She is simply beautiful, devoid of frills or artifice, just by being who she is, and offering the most beautiful gift in this world: life. Moreover, it goes without saying that she possesses a talent for seducing while remaining independent and unique. Despite her relative youth, she commands respect with her wisdom and tames old lions like me. She exudes a wild, smooth strength that beckons to pleasure, always with respect and consent.

You might have guessed by now, she is the marvelous science known as sexology.

You can imagine, I am spellbound, she calls to me! A siren of the sciences, she completely consumes me, to the brink of madness or until I serve her to the best of my ability until my last breath.

Forgive me, dear reader, for this poetic flight, but it is true that I harbour a great passion for our science. However, like any good relationship, it is important to examine the reasons behind these positive feelings. So here I go: why do I love sexology so much?

Sexuality, what a marvelous subject to study!

Sexuality is fascinating! Not that I am particularly focused on practising it, but I am intrigued by the dynamics behind the processes and phenomena that affect… well, everyone.

Sexology does not judge; it explains, it guides, it informs. It transcends taboos, unravels problems, unites couples, and enhances pleasure.

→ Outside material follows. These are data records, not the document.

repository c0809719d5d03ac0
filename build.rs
use shadow_rs::ShadowBuilder;

fn main() {
    // Build metadata for `--version`
    ShadowBuilder::builder()
        .build()
        .expect("Failed to generate build metadata");
}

In some ways, it still retains a magical and mysterious aspect, which persists despite the rapid advancements of modern science. I have no intention of reducing it to mere reproduction, but through sexuality, the greatest men and women of this world were born, as well as the humblest. A vast array of different and variable factors had to come together to witness the birth of those who have left their mark on history. However, a common denominator invariably connects them: it was sexuality that initially allowed them to be conceived. Before sperm, eggs, and all that fuss, the first thing to take place was a (hopefully mutual and consensual) attraction of one person to another. Without sexuality, there would be no life as we know it. Isn’t that wonderful enough?

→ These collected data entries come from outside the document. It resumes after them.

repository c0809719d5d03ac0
//! Item DTOs for API requests and responses.

use serde::{Deserialize, Deserializer, Serialize};
use utoipa::{IntoParams, ToSchema};
use validator::Validate;

use crate::common::{
    DEFAULT_PAGE, DEFAULT_PAGE_SIZE, ItemFilter, ItemSort, PaginationParams, SortOrder,
};
use crate::error::AppResult;
use crate::models::{Item, NewItem, UpdateItem};

// ============================================================================
// Request DTOs
// ============================================================================

/// Request body for creating an item.
#[derive(Debug, Deserialize, ToSchema, Validate)]
pub struct CreateItemRequest {
    #[validate(length(min = 1, max = 255, message = "Title must be between 1 and 255 characters"))]
    #[schema(min_length = 1, max_length = 255, example = "Sample")]
    pub title: String,
    #[schema(example = "A sample item")]
    pub description: Option<String>,
    #[serde(default = "default_true")]
    #[schema(default = true)]
    pub is_active: bool,
}

fn default_true() -> bool {
    true
}

impl CreateItemRequest {
    pub fn into_new_item(self) -> NewItem {
        NewItem {
            title: self.title,
            description: self.description,
            is_active: self.is_active,
        }
    }
}

/// Request body for updating an item. Omitted fields are left unchanged;
/// an explicit `"description": null` clears the description.
#[derive(Debug, Default, Deserialize, ToSchema, Validate)]
pub struct UpdateItemRequest {
    #[validate(length(min = 1, max = 255, message = "Title must be between 1 and 255 characters"))]
    pub title: Option<String>,
    #[serde(default, deserialize_with = "present")]
    #[schema(value_type = Option<String>)]
    pub description: Option<Option<String>>,
    pub is_active: Option<bool>,
}

/// Wraps any present value, `null` included, in `Some`
fn present<'de, D, T>(deserializer: D) -> Result<Option<T>, D::Error>
where
    D: Deserializer<'de>,
    T: Deserialize<'de>,
{
    T::deserialize(deserializer).map(Some)
}

impl UpdateItemRequest {
    pub fn into_update_item(self) -> UpdateItem {
        UpdateItem {
            title: self.title,
            description: self.description,
            is_active: self.is_active,
        }
    }
}

/// Query parameters for listing items.
#[derive(Debug, Deserialize, IntoParams, Validate)]
#[into_params(parameter_in = Query)]
pub struct ItemListQuery {
    /// Page number (1-based)
    #[serde(default = "default_page")]
    #[validate(range(min = 1, message = "Page must be at least 1"))]
    #[param(minimum = 1, example = 1)]
    pub page: u32,

    /// Number of items per page (max 100)
    #[serde(default = "default_page_size")]
    #[validate(range(min = 1, max = 100, message = "Page size must be between 1 and 100"))]
    #[param(minimum = 1, maximum = 100, example = 20)]
    pub page_size: u32,

    /// Case-insensitive substring of the title
    pub title: Option<String>,

    pub is_active: Option<bool>,

    /// Attribute to sort by; unknown names are ignored (default: created_at)
    #[param(example = "created_at")]
    pub sort_by: Option<String>,

    #[serde(default)]
    #[param(inline)]
    pub sort_order: SortOrder,
}

fn default_page() -> u32 {
    DEFAULT_PAGE
}

fn default_page_size() -> u32 {
    DEFAULT_PAGE_SIZE
}

impl ItemListQuery {
    pub fn pagination(&self) -> AppResult<PaginationParams> {
        PaginationParams::new(self.page, self.page_size)
    }

    pub fn filter(&self) -> ItemFilter {
        ItemFilter {
            title: self.title.clone(),
            is_active: self.is_active,
        }
    }

    pub fn sort(&self) -> ItemSort {
        ItemSort::from_raw(self.sort_by.as_deref(), self.sort_order)
    }
}

// ============================================================================
// Response DTOs
// ============================================================================

#[derive(Debug, Serialize, ToSchema)]
pub struct ItemResponse {
    #[schema(example = 1)]
    pub id: i32,
    #[schema(example = "Sample")]
    pub title: String,
    pub description: Option<String>,
    pub is_active: bool,
    #[schema(value_type = String, format = DateTime, example = "2025-01-01T12:00:00Z")]
    pub created_at: jiff::Timestamp,
    #[schema(value_type = String, format = DateTime, example = "2025-01-01T12:00:00Z")]
    pub updated_at: jiff::Timestamp,
}

impl From<Item> for ItemResponse {
    fn from(item: Item) -> Self {
        Self {
            id: item.id,
            title: item.title,
            description: item.description,
            is_active: item.is_active,
            created_at: item.created_at,
            updated_at: item.updated_at,
        }
    }
}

Indeed, some may argue that aspects of sexuality are not always positive, highlighting instances of assault, rape, abuse, and deviant acts. And they are absolutely right! However, it is this very dichotomy that makes sexology a fascinating and rich science. It is not just black or white, but a spectrum that offers a myriad of colours in between. The multiple facets of a prism touching all of humanity, regardless of genitalia, gender, sexual orientation, culture, religion, ethnic origin, skin colour, profession, social status, etc. The universality of the need to understand sexuality is matched only by sexology’s ability to respect individual differences.

Whether one is interested in psychology, biology, neuroscience, physical or mental health, feminisms, couple relationships, sociology, or simply pleasure, the field of sexology offers something for everyone. It highlights the beautiful and virtuous aspects of humanity while also exploring its darker sides. Therefore, it can provide healing and aid, as well as prevent issues and raise awareness, amplifying and critiquing as needed. Sexology navigates the spectrum from shadow to light, from love to hate. 

 

At its core, sexology is simply a reflection of life itself, in all its complexity.

 

And what if we dreamed for a moment?

You may call me a great sentimentalist, a dreamer, even a fool, but I truly and firmly believe that if we educated the children, adults, and elders around us on the topic of sexology, society would be all the better for it.

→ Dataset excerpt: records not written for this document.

//! Deployment environment selection

use std::str::FromStr;

use serde::{Deserialize, Serialize};

use crate::config::error::ConfigError;

/// Deployment environment; selects the `{env}.toml` overlay.
#[derive(Debug, Clone, Copy, PartialEq, Eq, Serialize, Deserialize, Default)]
#[serde(rename_all = "lowercase")]
pub enum Environment {
    #[default]
    Development,
    Test,
    Staging,
    Production,
}

impl Environment {
    /// Environment variable consulted by [`Environment::from_env`]
    pub const ENV_VAR: &'static str = "QUARRY_APP_ENV";

    /// Read the environment from `QUARRY_APP_ENV`, falling back to
    /// `Development` when unset or unparsable.
    pub fn from_env() -> Self {
        std::env::var(Self::ENV_VAR)
            .ok()
            .and_then(|s| s.parse().ok())
            .unwrap_or_default()
    }

    pub fn as_str(&self) -> &'static str {
        match self {
            Environment::Development => "development",
            Environment::Test => "test",
            Environment::Staging => "staging",
            Environment::Production => "production",
        }
    }

    /// Name of the overlay file loaded on top of `default.toml`
    pub fn config_file_name(&self) -> String {
        format!("{}.toml", self.as_str())
    }
}

impl FromStr for Environment {
    type Err = ConfigError;

    fn from_str(s: &str) -> Result<Self, Self::Err> {
        match s.trim().to_lowercase().as_str() {
            "development" | "dev" => Ok(Environment::Development),
            "test" => Ok(Environment::Test),
            "staging" | "stage" => Ok(Environment::Staging),
            "production" | "prod" => Ok(Environment::Production),
            _ => Err(ConfigError::EnvVarError(format!(
                "Invalid environment '{}'. Valid values are: development, test, staging, production",
                s
            ))),
        }
    }
}

impl std::fmt::Display for Environment {
    fn fmt(&self, f: &mut std::fmt::Formatter<'_>) -> std::fmt::Result {
        f.write_str(self.as_str())
    }
}

#[cfg(test)]
mod tests {
    use super::*;

    #[test]
    fn test_environment_aliases() {
        let cases = [
            ("development", Environment::Development),
            ("dev", Environment::Development),
            ("test", Environment::Test),
            ("stage", Environment::Staging),
            ("PROD", Environment::Production),
            (" production ", Environment::Production),
        ];
        for (raw, expected) in cases {
            assert_eq!(raw.parse::<Environment>().unwrap(), expected, "{raw}");
        }
    }

    #[test]
    fn test_environment_invalid() {
        let err = "qa".parse::<Environment>().unwrap_err();
        assert!(matches!(err, ConfigError::EnvVarError(_)));
    }

    #[test]
    fn test_config_file_name() {
        assert_eq!(Environment::Staging.config_file_name(), "staging.toml");
        assert_eq!(Environment::default().to_string(), "development");
    }
}
//! Item CRUD and listing handlers.

use axum::{
    Json,
    extract::{Path, State},
    http::StatusCode,
};
use utoipa_axum::router::OpenApiRouter;
use utoipa_axum::routes;

use crate::api::doc::ITEM_TAG;
use crate::api::dto::{CreateItemRequest, ItemListQuery, ItemResponse, UpdateItemRequest};
use crate::common::PagedResponse;
use crate::error::{AppError, AppResult};
use crate::state::AppState;
use crate::utils::validate::{ValidatedJson, ValidatedQuery};

/// Creates item routes.
///
/// Routes:
/// - GET /        - List items (paged, filtered, sorted)
/// - POST /       - Create an item
/// - GET /{id}    - Get item by ID
/// - PUT /{id}    - Update item by ID
/// - DELETE /{id} - Delete item by ID
pub fn item_routes() -> OpenApiRouter<AppState> {
    OpenApiRouter::new()
        .routes(routes!(list_items, create_item))
        .routes(routes!(get_item, update_item, delete_item))
}

/// GET /api/items - List items by page
#[utoipa::path(
    get,
    path = "/",
    tag = ITEM_TAG,
    params(ItemListQuery),
    responses(
        (status = 200, description = "One page of items", body = PagedResponse<ItemResponse>),
        (status = 400, description = "Invalid paging parameters", body = crate::api::dto::ErrorResponse)
    )
)]
async fn list_items(
    State(state): State<AppState>,
    ValidatedQuery(query): ValidatedQuery<ItemListQuery>,
) -> AppResult<Json<PagedResponse<ItemResponse>>> {
    let params = query.pagination()?;
    let (items, total) = state
        .services
        .items
        .get_multi(Some(&params), Some(query.filter()), Some(query.sort()))
        .await?;

    Ok(Json(
        PagedResponse::new(items, total, &params).map(ItemResponse::from),
    ))
}

/// POST /api/items - Create an item
#[utoipa::path(
    post,
    path = "/",
    tag = ITEM_TAG,
    request_body = CreateItemRequest,
    responses(
        (status = 201, description = "Item created", body = ItemResponse),
        (status = 400, description = "Invalid item", body = crate::api::dto::ErrorResponse)
    )
)]
async fn create_item(
    State(state): State<AppState>,
    ValidatedJson(req): ValidatedJson<CreateItemRequest>,
) -> AppResult<(StatusCode, Json<ItemResponse>)> {
    let item = state.services.items.create(req.into_new_item()).await?;
    Ok((StatusCode::CREATED, Json(ItemResponse::from(item))))
}

/// GET /api/items/{id} - Get item by ID
#[utoipa::path(
    get,
    path = "/{id}",
    tag = ITEM_TAG,
    params(
        ("id" = i32, Path, description = "Item ID")
    ),
    responses(
        (status = 200, description = "Item found", body = ItemResponse),
        (status = 404, description = "Item not found", body = crate::api::dto::ErrorResponse)
    )
)]
async fn get_item(
    State(state): State<AppState>,
    Path(id): Path<i32>,
) -> AppResult<Json<ItemResponse>> {
    let item = state
        .services
        .items
        .get(id)
        .await?
        .ok_or_else(|| AppError::not_found("Item", id))?;
    Ok(Json(ItemResponse::from(item)))
}

/// PUT /api/items/{id} - Update the supplied fields of an item
#[utoipa::path(
    put,
    path = "/{id}",
    tag = ITEM_TAG,
    params(
        ("id" = i32, Path, description = "Item ID")
    ),
    request_body = UpdateItemRequest,
    responses(
        (status = 200, description = "Item updated", body = ItemResponse),
        (status = 400, description = "Invalid changes", body = crate::api::dto::ErrorResponse),
        (status = 404, description = "Item not found", body = crate::api::dto::ErrorResponse)
    )
)]
async fn update_item(
    State(state): State<AppState>,
    Path(id): Path<i32>,
    ValidatedJson(req): ValidatedJson<UpdateItemRequest>,
) -> AppResult<Json<ItemResponse>> {
    let item = state
        .services
        .items
        .update(id, req.into_update_item())
        .await?
        .ok_or_else(|| AppError::not_found("Item", id))?;
    Ok(Json(ItemResponse::from(item)))
}

/// DELETE /api/items/{id} - Delete item by ID
#[utoipa::path(
    delete,
    path = "/{id}",
    tag = ITEM_TAG,
    params(
        ("id" = i32, Path, description = "Item ID")
    ),
    responses(
        (status = 204, description = "Item deleted"),
        (status = 404, description = "Item not found", body = crate::api::dto::ErrorResponse)
    )
)]
async fn delete_item(
    State(state): State<AppState>,
    Path(id): Path<i32>,
) -> AppResult<StatusCode> {
    if state.services.items.delete(id).await? {
        Ok(StatusCode::NO_CONTENT)
    } else {
        Err(AppError::not_found("Item", id))
    }
}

Imagine a world, just for a moment, where from a young age, our children learn that no means no, that respect is essential, that love, friendship, and affection are fundamental values. Imagine a world where, from the onset of adolescence, we are guided and prepared for the numerous social, biological, hormonal, and cognitive changes, where parents can rely on something other than their own experiences to guide their children.

Imagine a society more educated, adapted, and tolerant towards individual differences. A society where it is possible to enjoy life into old age without having to endure the judgment of others and the misunderstanding of the system.

Imagine a world where children, women, and men can be themselves without fear of aggression, intimidation, or violence. Envision a society where everyone is better educated, where governments, the justice system, and decision-makers are better informed. If the principles of sexology were deeply rooted in the hearts of these key players, perhaps their actions would be different. This could be our chance to create a better world.

That’s probably why I am so passionate about sexology. In many ways, it has the potential to change the world. Or perhaps, it’s just a utopian dream?

Nonetheless, as a great dreamer, I choose to believe in it and dedicate my life to it, however naive that may seem.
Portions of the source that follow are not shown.